Sunday, February 21, 2016
Rebecca- Bluets Response
It took me a little while to understand the narrator and where this book was going. Throughout the first 50 pages, the narrator unravels her thoughts and experiences and let us understand the situation/topic of the book. It does not follow a chronological timeline; she jumps around in time and takes moments in between to talk about related occurrences. The narrator has a very distinct voice, and her personality and emotions show through her writing.
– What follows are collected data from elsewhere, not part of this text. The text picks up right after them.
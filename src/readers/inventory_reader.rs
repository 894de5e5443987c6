use crate::config::MalformedLinePolicy;
use crate::error::Result;
use crate::models::{Element, InventoryEntry};
use crate::readers::{fixed_field, parse_fixed_field, parse_lines};
use crate::utils::constants::inventory_columns;
use std::fs::File;
use std::io::{BufRead, BufReader};
use std::path::Path;
use tracing::debug;

/// Reader for the fixed-width `ghcnd-inventory.txt` format.
///
/// ```text
/// Variable   Columns   Type
/// ID            1-11   Character
/// LATITUDE     13-20   Real
/// LONGITUDE    22-30   Real
/// ELEMENT      32-35   Character
/// FIRSTYEAR    37-40   Integer
/// LASTYEAR     42-45   Integer
/// ```
pub struct InventoryReader {
    policy: MalformedLinePolicy,
}

impl InventoryReader {
    pub fn new() -> Self {
        Self {
            policy: MalformedLinePolicy::default(),
        }
    }

    pub fn with_policy(policy: MalformedLinePolicy) -> Self {
        Self { policy }
    }

    pub fn read_inventory(&self, path: &Path) -> Result<Vec<InventoryEntry>> {
        let file = File::open(path)?;
        let reader = BufReader::new(file);
        let entries = parse_lines(reader.split(b'\n'), self.policy, path, parse_inventory_line)?;
        debug!("Read {} inventory entries from {}", entries.len(), path.display());
        Ok(entries)
    }
}

impl Default for InventoryReader {
    fn default() -> Self {
        Self::new()
    }
}

pub fn parse_inventory_line(line: &str) -> Result<InventoryEntry> {
    Ok(InventoryEntry {
        station_id: fixed_field(line, inventory_columns::ID, "station id")?.to_string(),
        latitude: parse_fixed_field(line, inventory_columns::LATITUDE, "latitude")?,
        longitude: parse_fixed_field(line, inventory_columns::LONGITUDE, "longitude")?,
        element: Element::from_code(
            fixed_field(line, inventory_columns::ELEMENT, "element")?.trim(),
        ),
        first_year: parse_fixed_field(line, inventory_columns::FIRST_YEAR, "first year")?,
        last_year: parse_fixed_field(line, inventory_columns::LAST_YEAR, "last year")?,
    })
}
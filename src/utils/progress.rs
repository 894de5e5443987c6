use indicatif::{ProgressBar, ProgressStyle};
use std::time::Duration;

pub struct ProgressReporter {
    progress_bar: Option<ProgressBar>,
}

impl ProgressReporter {
    pub fn new_spinner(message: &str, silent: bool) -> Self {
        if silent {
            return Self { progress_bar: None };
        }

        let pb = ProgressBar::new_spinner();
        pb.set_style(
            ProgressStyle::default_spinner()
                .template("{spinner:.green} {msg}")
                .unwrap_or_else(|_| ProgressStyle::default_spinner()),
        );
        pb.set_message(message.to_string());
        pb.enable_steady_tick(Duration::from_millis(100));

        Self {
            progress_bar: Some(pb),
        }
    }

    pub fn set_message(&self, message: &str) {
        if let Some(ref pb) = self.progress_bar {
            pb.set_message(message.to_string());
        }
    }

    pub fn finish_and_clear(&self) {
        if let Some(ref pb) = self.progress_bar {
            pb.finish_and_clear();
        }
    }
}

impl Drop for ProgressReporter {
    fn drop(&mut self) {
        if let Some(ref pb) = self.progress_bar {
            if !pb.is_finished() {
                pb.finish_and_clear();
            }
        }
    }
}

#[cfg(test)]
mod tests {
    use super::*;

    #[test]
    fn test_silent_reporter_is_inert() {
        let reporter = ProgressReporter::new_spinner("Loading stations...", true);
        assert!(reporter.progress_bar.is_none());
        reporter.set_message("still loading");
        reporter.finish_and_clear();
    }
}
pub mod file_resolver;
pub mod inventory_reader;
pub mod measurement_reader;
pub mod station_reader;

pub use file_resolver::FileResolver;
pub use inventory_reader::InventoryReader;
pub use measurement_reader::MeasurementReader;
pub use station_reader::StationReader;

use crate::config::MalformedLinePolicy;
use crate::error::{ProcessingError, Result};
use std::ops::Range;
use std::path::Path;
use std::str::FromStr;
use tracing::warn;

/// Decode every non-empty line, applying `policy` to lines that fail to parse.
///
/// Lines arrive as raw bytes split on `\n`; invalid UTF-8 is a malformed line
/// like any other.
pub(crate) fn parse_lines<I, S, T, F>(
    lines: I,
    policy: MalformedLinePolicy,
    source: &Path,
    mut parse: F,
) -> Result<Vec<T>>
where
    I: Iterator<Item = std::io::Result<S>>,
    S: AsRef<[u8]>,
    F: FnMut(&str) -> Result<T>,
{
    let mut records = Vec::new();
    let mut skipped = 0usize;

    for (index, line_result) in lines.enumerate() {
        let raw = line_result?;
        let line_number = index + 1;

        let parsed = decode_line(raw.as_ref()).and_then(|line| {
            // Skip empty lines
            if line.trim().is_empty() {
                Ok(None)
            } else {
                parse(line).map(Some)
            }
        });

        match parsed {
            Ok(None) => {}
            Ok(Some(record)) => records.push(record),
            Err(e) => match policy {
                MalformedLinePolicy::Abort => return Err(e.at_line(line_number)),
                MalformedLinePolicy::Skip => {
                    warn!(
                        "Skipping malformed line {} in {}: {}",
                        line_number,
                        source.display(),
                        e
                    );
                    skipped += 1;
                }
            },
        }
    }

    if skipped > 0 {
        warn!("Skipped {} malformed lines in {}", skipped, source.display());
    }

    Ok(records)
}

fn decode_line(raw: &[u8]) -> Result<&str> {
    let line = std::str::from_utf8(raw)
        .map_err(|e| ProcessingError::InvalidFormat(format!("Invalid UTF-8: {}", e)))?;
    Ok(line.strip_suffix('\r').unwrap_or(line))
}

/// Slice a fixed-width column, failing when the line is too short.
pub(crate) fn fixed_field<'a>(line: &'a str, columns: Range<usize>, name: &str) -> Result<&'a str> {
    line.get(columns.clone()).ok_or_else(|| {
        ProcessingError::InvalidFormat(format!(
            "Missing {} field at columns {}-{} (line has {} characters)",
            name,
            columns.start,
            columns.end - 1,
            line.len()
        ))
    })
}

/// Slice and parse a fixed-width numeric column. Surrounding blanks are ignored.
pub(crate) fn parse_fixed_field<T: FromStr>(
    line: &str,
    columns: Range<usize>,
    name: &str,
) -> Result<T> {
    let raw = fixed_field(line, columns, name)?;
    raw.trim().parse::<T>().map_err(|_| {
        ProcessingError::InvalidFormat(format!("Invalid {}: '{}'", name, raw.trim()))
    })
}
The section on pages 33 and 34 about The Deepest Blue book is interesting and illustrative of her unique storytelling. This is one of the times that she takes a step back from the situation of sadness and love of blue to talk about a specific event. There is great "showing" rather than "telling" in this book. This section ties everything together. She was drawn in by the book because the title included the word "blue," she then put the book back on the shelf when she read that it was about how women face depression, and then she orders that same book online months later. The reader gets a sense of the shift in her self-perception over the period of time as she later identifies herself as needing the book that she earlier rejected.
She follows this with a story about going to a Brooklyn hospital and explains the idea that women can endure, but should not have to endure, more pain than men. We get the description of what's going on, but she constantly responds to what she is observing with her thoughts. I kept getting a clearer understanding of her situation as she contextualized with examples and thoughts.